Nobel a Memorial, finestra sui crimini dell'Urss

Nobel per la Pace politici e contro Putin, vinti dal Center for Civil Liberties ucraino, dall'associazione russa Memorial e dal dissidente bielorusso Byalyatski. Ma sono, soprattutto il Nobel a Memorial, anche un riconoscimento importante per chi per primo ha riportato alla luce i crimini del comunismo. 

Attualità 08_10_2022
Memorial, la ex sede di Mosca

Tutti gli ultimi Nobel per la Pace sono premi politici, soprattutto quando vengono assegnati, non ad una persona, ma ad un’associazione. Quest’anno, il Comitato ne ha assegnati addirittura tre assieme, due associazioni e una persona. Sono tre premi contro Putin, anche se il Comitato nega questa intenzione. Ma, con le migliori o le peggiori intenzioni, intanto sono state spalancate tre finestre sul passato (recente e remoto) dell’Europa che un tempo era soggiogata all’impero sovietico.

L’unica persona fisica a ricevere il premio è infatti Ales Byalyatski, dissidente sovietico, poi divenuto politico democratico della Bielorussia indipendente e infine un perseguitato politico nel regime post-comunista di Minsk. La prima associazione premiata è l’ucraina Center for Civil Liberties, fondata nel 2007, tre anni dopo la Rivoluzione Arancione, per promuovere democrazia e diritti umani in un Paese ancora in transizione. Attiva durante la rivoluzione del Maidan del 2013-14, come rete di soccorso delle vittime della polizia, durante la successiva guerra del Donbass e ancor più nella guerra in corso, ha documentato i crimini delle forze russe.

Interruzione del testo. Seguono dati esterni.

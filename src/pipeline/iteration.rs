//! Bounded LLM ↔ solver refinement loop.
//!
//! Iteration 0 refines the structured-extractor baseline; every later
//! iteration refines the previous iteration's program using its solver
//! feedback and a compact history summary. The loop stops on an
//! entailment/inconsistency verdict, on the iteration cap, or when two
//! consecutive iterations are logically identical (fixpoint).

use serde::Serialize;
use tracing::warn;

use crate::feedback::{FeedbackStatus, LogicFeedback};
use crate::guardrail::run_guardrail;
use crate::llm::RefinementOutput;
use crate::ontology::Ontology;
use crate::program::canonical::ensure_canonical_query_rule;
use crate::program::normalize::{hydrate, normalize_value, NormalizationStats};
use crate::program::LogicProgram;
use crate::runtime::{HistorySummarizer, RefinementRuntime};

/// Statuses that stop the loop as soon as they appear.
const STOP_STATUSES: &[FeedbackStatus] =
    &[FeedbackStatus::ConsistentEntails, FeedbackStatus::Inconsistent];

/// Per-iteration bookkeeping.
#[derive(Debug, Clone, Serialize)]
pub struct IterationMetrics {
    pub iteration: usize,
    pub is_best: bool,
    #[serde(skip_serializing_if = "Option::is_none")]
    pub solver_status: Option<FeedbackStatus>,
}

/// Full snapshot of one refinement iteration.
#[derive(Debug, Clone, Serialize)]
pub struct IterationState {
    pub iteration: usize,
    pub final_answer: String,
    /// Normalized program this iteration evaluated.
    pub program: LogicProgram,
    /// Raw refinement output (kept for response assembly).
    pub output: RefinementOutput,
    pub feedback: LogicFeedback,
    pub metrics: IterationMetrics,
}

/// Hook applied after each solver evaluation (fact synthesis lives here).
pub type FeedbackPostprocessor<'a> =
    dyn Fn(&mut LogicProgram, LogicFeedback) -> LogicFeedback + 'a;

/// Source of refined programs; implemented by [`RefinementRuntime`] and
/// by scripted stand-ins in tests.
pub trait Refiner {
    fn refine(
        &self,
        question: &str,
        program: &LogicProgram,
        feedback: &LogicFeedback,
        previous_answer: Option<&str>,
        history_summary: Option<&str>,
    ) -> RefinementOutput;
}

impl Refiner for RefinementRuntime {
    fn refine(
        &self,
        question: &str,
        program: &LogicProgram,
        feedback: &LogicFeedback,
        previous_answer: Option<&str>,
        history_summary: Option<&str>,
    ) -> RefinementOutput {
        self.run(question, program, feedback, previous_answer, history_summary)
    }
}

/// Execute the bounded iterative refinement loop.
pub struct IterationManager<'a, R: Refiner + ?Sized> {
    refinement: &'a R,
    registry: &'a Ontology,
    max_iters: usize,
    summarizer: HistorySummarizer,
}

impl<'a, R: Refiner + ?Sized> IterationManager<'a, R> {
    pub fn new(
        refinement: &'a R,
        registry: &'a Ontology,
        max_iters: usize,
        history_window: usize,
    ) -> Self {
        IterationManager {
            refinement,
            registry,
            max_iters: max_iters.max(1),
            summarizer: HistorySummarizer::new(history_window),
        }
    }

    /// Run the loop and return `(best, history)`.
    pub fn run(
        &self,
        question: &str,
        initial_program: &LogicProgram,
        initial_feedback: &LogicFeedback,
        initial_answer: Option<&str>,
        postprocessor: &FeedbackPostprocessor<'_>,
    ) -> (IterationState, Vec<IterationState>) {
        let mut history: Vec<IterationState> = Vec::new();

        self.append_iteration(
            &mut history,
            question,
            initial_program,
            initial_feedback,
            initial_answer,
            None,
            postprocessor,
        );

        while !self.should_stop(&history) {
            let summary = self.summarizer.summarize(&history);
            let prev = history.last().expect("seeded above").clone();
            let mut base_program = prev.program.clone();
            ensure_canonical_query_rule(&mut base_program, self.registry);

            self.append_iteration(
                &mut history,
                question,
                &base_program,
                &prev.feedback,
                Some(&prev.final_answer),
                Some(&summary),
                postprocessor,
            );

            if history.len() >= self.max_iters {
                break;
            }
        }

        let best = self.select_best(&history).clone();
        (best, history)
    }

    #[allow(clippy::too_many_arguments)]
    fn append_iteration(
        &self,
        history: &mut Vec<IterationState>,
        question: &str,
        base_program: &LogicProgram,
        feedback: &LogicFeedback,
        previous_answer: Option<&str>,
        history_summary: Option<&str>,
        postprocessor: &FeedbackPostprocessor<'_>,
    ) {
        let iteration = history.len();
        let output = self.refinement.refine(
            question,
            base_program,
            feedback,
            previous_answer,
            history_summary,
        );

        let mut stats = NormalizationStats::default();
        let (mut program, norm_stats) = normalize_value(&output.logic_program);
        stats.merge(&norm_stats);
        hydrate(&mut program, self.registry, &mut stats);
        ensure_canonical_query_rule(&mut program, self.registry);

        // Guardrail or solver failures are non-fatal iteration outcomes:
        // the state is recorded as invalid and the loop carries on from it.
        let guardrail = run_guardrail(&program, self.registry);
        let next_feedback = if guardrail.ok {
            match crate::feedback::evaluate_program(&program, self.registry) {
                Ok(feedback) => postprocessor(&mut program, feedback),
                Err(err) => {
                    warn!(iteration, error = %err, "solver build failed during iteration");
                    LogicFeedback::invalid(format!(
                        "Impossibile costruire il solver per il programma raffinato: {err}"
                    ))
                }
            }
        } else {
            warn!(iteration, issues = guardrail.issues.len(), "refined program failed guardrail");
            LogicFeedback::invalid(
                "Il programma raffinato non ha superato i controlli del guardrail.",
            )
        };

        let metrics = IterationMetrics {
            iteration,
            is_best: next_feedback.status == FeedbackStatus::ConsistentEntails,
            solver_status: Some(next_feedback.status),
        };

        history.push(IterationState {
            iteration,
            final_answer: output.final_answer.clone(),
            program,
            output,
            feedback: next_feedback,
            metrics,
        });
    }

    fn should_stop(&self, history: &[IterationState]) -> bool {
        let Some(last) = history.last() else {
            return false;
        };
        if STOP_STATUSES.contains(&last.feedback.status) {
            return true;
        }
        if history.len() >= self.max_iters {
            return true;
        }
        if history.len() >= 2 {
            let prev = &history[history.len() - 2];
            let mut prev_missing = prev.feedback.missing_links.clone();
            let mut last_missing = last.feedback.missing_links.clone();
            prev_missing.sort();
            last_missing.sort();
            let mut prev_conflicts = prev.feedback.conflicting_axioms.clone();
            let mut last_conflicts = last.feedback.conflicting_axioms.clone();
            prev_conflicts.sort();
            last_conflicts.sort();
            if prev.feedback.status == last.feedback.status
                && prev_missing == last_missing
                && prev_conflicts == last_conflicts
            {
                // Fixpoint: no logical change between consecutive iterations.
                return true;
            }
        }
        false
    }

    /// Best-state priority: explicit `is_best` flag, then the first
    /// `consistent_entails`, otherwise the last iteration.
    fn select_best<'h>(&self, history: &'h [IterationState]) -> &'h IterationState {
        if let Some(state) = history.iter().find(|s| s.metrics.is_best) {
            return state;
        }
        if let Some(state) = history
            .iter()
            .find(|s| s.feedback.status == FeedbackStatus::ConsistentEntails)
        {
            return state;
        }
        history.last().expect("history is never empty")
    }
}
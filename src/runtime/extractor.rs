//! Structured extractor runtime: question + canonicalization → typed
//! logic program, normalized and hydrated before anyone else sees it.

use std::sync::Arc;

use parking_lot::Mutex;
use tracing::{info, warn};

use crate::llm::{CanonicalizerOutput, LlmClient};
use crate::ontology::DSL_VERSION;
use crate::program::canonical::ensure_canonical_query_rule;
use crate::program::normalize::{hydrate, normalize_value, NormalizationStats};
use crate::program::LogicProgram;

/// Execute the ontology-guided structured extractor.
pub struct StructuredExtractorRuntime {
    llm: Arc<LlmClient>,
    last_stats: Mutex<NormalizationStats>,
}

impl StructuredExtractorRuntime {
    pub fn new(llm: Arc<LlmClient>) -> Self {
        StructuredExtractorRuntime {
            llm,
            last_stats: Mutex::new(NormalizationStats::default()),
        }
    }

    /// Run the extractor and return a program ready for the solver.
    ///
    /// On failure the `fallback_program` (typically the baseline v1 draft)
    /// is reused; without one the dummy program keeps the pipeline alive.
    pub fn run(
        &self,
        question: &str,
        canonicalization: &CanonicalizerOutput,
        fallback_program: Option<&LogicProgram>,
    ) -> LogicProgram {
        let mut stats = NormalizationStats::default();

        let mut program = match self.llm.call_structured_extractor(question, canonicalization) {
            Ok(raw) => {
                let (program, norm_stats) = normalize_value(&raw);
                stats.merge(&norm_stats);
                program
            }
            Err(err) => {
                warn!(error = %err, "structured extractor failed, using fallback program");
                stats.bump("fallback_used");
                match fallback_program {
                    Some(program) => program.clone(),
                    None => crate::llm::dummy::dummy_logic_program(self.llm.registry()),
                }
            }
        };

        program.dsl_version = DSL_VERSION.to_string();
        let registry = self.llm.registry().clone();
        hydrate(&mut program, &registry, &mut stats);
        ensure_canonical_query_rule(&mut program, &registry);

        stats.bump_by("predicates_total", program.predicates.len() as u64);
        stats.bump_by("rules_total", program.rules.len() as u64);
        info!(
            dsl = %program.dsl_version,
            predicates = program.predicates.len(),
            rules = program.rules.len(),
            "structured extractor completed"
        );
        *self.last_stats.lock() = stats;
        program
    }

    /// Stats of the most recent run.
    pub fn last_stats(&self) -> NormalizationStats {
        self.last_stats.lock().clone()
    }
}

#[cfg(test)]
mod tests {
    use super::*;
    use crate::ontology::Ontology;

    fn runtime() -> StructuredExtractorRuntime {
        let registry = Arc::new(Ontology::load_default().expect("embedded catalogue"));
        StructuredExtractorRuntime::new(Arc::new(LlmClient::dummy(registry)))
    }

    #[test]
    fn test_dummy_extraction_is_normalized_and_injected() {
        let rt = runtime();
        let canonicalization = CanonicalizerOutput::minimal("domanda");
        let program = rt.run("domanda", &canonicalization, None);
        assert_eq!(program.dsl_version, "2.1");
        assert!(!program.predicates.is_empty());
        // The dummy query gets its canonical derivation rule.
        assert_eq!(program.rules.len(), 1);
        let stats = rt.last_stats();
        assert!(stats.get("predicates_total") > 0);
        assert!(stats.get("rules_total") > 0);
    }
}
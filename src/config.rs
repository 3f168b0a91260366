//! Configuration System
//!
//! Hierarchical configuration loading from:
//! - civilex.toml (default configuration)
//! - civilex.local.toml (git-ignored local overrides)
//! - Environment variables (CIVILEX_* prefix)
//!
//! ## Example
//!
//! ```toml
//! # civilex.toml
//! [llm]
//! backend = "ollama"
//! model = "llama3"
//!
//! [pipeline]
//! max_iters = 3
//! enable_judge = false
//! ```
//!
//! Environment variable overrides:
//! ```bash
//! CIVILEX_LLM__BACKEND=dummy
//! CIVILEX_PIPELINE__MAX_ITERS=5
//! ```

use figment::{
    providers::{Env, Format, Toml},
    Figment,
};
use serde::{Deserialize, Serialize};

/// Main configuration struct
#[derive(Debug, Clone, Default, Serialize, Deserialize)]
pub struct Config {
    #[serde(default)]
    pub llm: LlmConfig,
    #[serde(default)]
    pub pipeline: PipelineConfig,
    #[serde(default)]
    pub http: HttpConfig,
    #[serde(default)]
    pub logging: LoggingConfig,
}

/// LLM backend configuration
#[derive(Debug, Clone, Serialize, Deserialize)]
pub struct LlmConfig {
    /// Backend selector: "dummy" (offline, deterministic) or "ollama"
    #[serde(default = "default_backend")]
    pub backend: String,

    /// Model identifier for the real backend
    #[serde(default = "default_model")]
    pub model: String,

    /// Base URL of the Ollama-compatible server
    #[serde(default = "default_base_url")]
    pub base_url: String,

    /// Maximum attempts per call
    #[serde(default = "default_max_retries")]
    pub max_retries: u32,

    /// Base delay for exponential backoff (milliseconds)
    #[serde(default = "default_retry_delay_ms")]
    pub retry_delay_ms: u64,

    /// Per-call timeout (seconds)
    #[serde(default = "default_timeout_secs")]
    pub timeout_secs: u64,
}

/// Pipeline tuning
#[derive(Debug, Clone, Serialize, Deserialize)]
pub struct PipelineConfig {
    /// Hard cap on refinement iterations
    #[serde(default = "default_max_iters")]
    pub max_iters: usize,

    /// Iterations summarized into the refinement prompt context
    #[serde(default = "default_history_window")]
    pub history_window: usize,

    /// Enable the judge metric
    #[serde(default)]
    pub enable_judge: bool,

    /// Cache canonicalizations by normalized question
    #[serde(default = "default_true")]
    pub enable_canonicalizer_cache: bool,

    /// TTL for cached canonicalizations (seconds; 0 disables expiry)
    #[serde(default = "default_cache_ttl_secs")]
    pub canonicalizer_cache_ttl_secs: u64,
}

/// HTTP server configuration
#[derive(Debug, Clone, Serialize, Deserialize)]
pub struct HttpConfig {
    #[serde(default = "default_bind_addr")]
    pub bind_addr: String,
}

/// Logging configuration
#[derive(Debug, Clone, Serialize, Deserialize)]
pub struct LoggingConfig {
    /// Log level (trace, debug, info, warn, error)
    #[serde(default = "default_log_level")]
    pub level: String,

    /// Log format (text, json)
    #[serde(default = "default_log_format")]
    pub format: String,
}

// Default value functions
fn default_backend() -> String { "dummy".to_string() }
fn default_model() -> String { "llama3".to_string() }
fn default_base_url() -> String { "http://127.0.0.1:11434".to_string() }
fn default_max_retries() -> u32 { 3 }
fn default_retry_delay_ms() -> u64 { 1000 }
fn default_timeout_secs() -> u64 { 300 }
fn default_max_iters() -> usize { 3 }
fn default_history_window() -> usize { 3 }
fn default_cache_ttl_secs() -> u64 { 600 }
fn default_bind_addr() -> String { "127.0.0.1:8080".to_string() }
fn default_log_level() -> String { "info".to_string() }
fn default_log_format() -> String { "text".to_string() }
fn default_true() -> bool { true }

impl Default for LlmConfig {
    fn default() -> Self {
        LlmConfig {
            backend: default_backend(),
            model: default_model(),
            base_url: default_base_url(),
            max_retries: default_max_retries(),
            retry_delay_ms: default_retry_delay_ms(),
            timeout_secs: default_timeout_secs(),
        }
    }
}

impl Default for PipelineConfig {
    fn default() -> Self {
        PipelineConfig {
            max_iters: default_max_iters(),
            history_window: default_history_window(),
            enable_judge: false,
            enable_canonicalizer_cache: true,
            canonicalizer_cache_ttl_secs: default_cache_ttl_secs(),
        }
    }
}

impl Default for HttpConfig {
    fn default() -> Self {
        HttpConfig { bind_addr: default_bind_addr() }
    }
}

impl Default for LoggingConfig {
    fn default() -> Self {
        LoggingConfig {
            level: default_log_level(),
            format: default_log_format(),
        }
    }
}

impl Config {
    /// Load configuration from default locations
    ///
    /// Merges in order:
    /// 1. civilex.toml (base configuration)
    /// 2. civilex.local.toml (local overrides, git-ignored)
    /// 3. Environment variables (CIVILEX_* prefix)
    pub fn load() -> Result<Self, figment::Error> {
        Figment::new()
            .merge(Toml::file("civilex.toml"))
            .merge(Toml::file("civilex.local.toml"))
            .merge(Env::prefixed("CIVILEX_").split("__"))
            .extract()
    }

    /// Load configuration from a specific file path
    pub fn from_file(path: &str) -> Result<Self, figment::Error> {
        Figment::new()
            .merge(Toml::file(path))
            .merge(Env::prefixed("CIVILEX_").split("__"))
            .extract()
    }
}

#[cfg(test)]
mod tests {
    use super::*;

    #[test]
    fn test_default_config() {
        let config = Config::default();
        assert_eq!(config.llm.backend, "dummy");
        assert_eq!(config.llm.max_retries, 3);
        assert_eq!(config.pipeline.max_iters, 3);
        assert!(!config.pipeline.enable_judge);
        assert!(config.pipeline.enable_canonicalizer_cache);
    }

    #[test]
    fn test_config_serialization() {
        let config = Config::default();
        let toml_str = toml::to_string(&config).expect("serialize");
        assert!(toml_str.contains("[llm]"));
        assert!(toml_str.contains("[pipeline]"));
        assert!(toml_str.contains("[http]"));
    }
}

Ales Byalyatski e Memorial, soprattutto, sono pezzi importanti di storia sovietica. L’attivista bielorusso incominciò la sua resistenza pacifica al regime comunista all’inizio degli anni Ottanta. Con le riforme di Gorbaciov e la prima democratizzazione, divenne consigliere della capitale a Minsk e portò per la prima volta in un’istituzione pubblica la bandiera bianco-rosso-bianca della Repubblica Democratica Bielorussa del 1918, unico tentativo indipendentista tentato fino a quel momento. Nell’agosto del 1991 ordinò a tutti i cittadini di Minsk di resistere “con i mezzi costituzionalmente garantiti” dal tentativo di golpe militare (e del Kgb) in corso a Mosca. Dopo lo scioglimento dell’Urss e fino al 1996, raggiunta l’indipendenza, Byalyatski fu un politico democratico. Quando il presidente Lukashenko, dichiaratamente un nostalgico dell’Urss, iniziò a costituire un nuovo regime, con caratteristiche sia nazionaliste che comuniste, Byalyatski costituì la sua organizzazione non governativa, Vyasna-96, in difesa dei diritti umani. Nel 2003 venne dichiarata fuorilegge dopo aver investigato sulle elezioni vinte da Lukashenko nel 2001. E qui inizia il periodo di nuova dissidenza, dentro e fuori dai processi, dentro e fuori dal carcere. Dopo cinque candidature al premio Nobel, Byalyatski l’ha finalmente vinto. C’è voluta una guerra per accendere i riflettori anche sulla Bielorussia.

La parabola di Byalyatski, da dissidente a politico e da politico a dissidente di nuovo, è la caratteristica della storia post sovietica. Anche Memorial, nata in un momento di disgelo e cresciuta per documentare la verità sul passato sovietico, di cui si poteva finalmente parlare, è infine tornata nell’ombra, per decisione del nuovo regime, alla vigilia della guerra.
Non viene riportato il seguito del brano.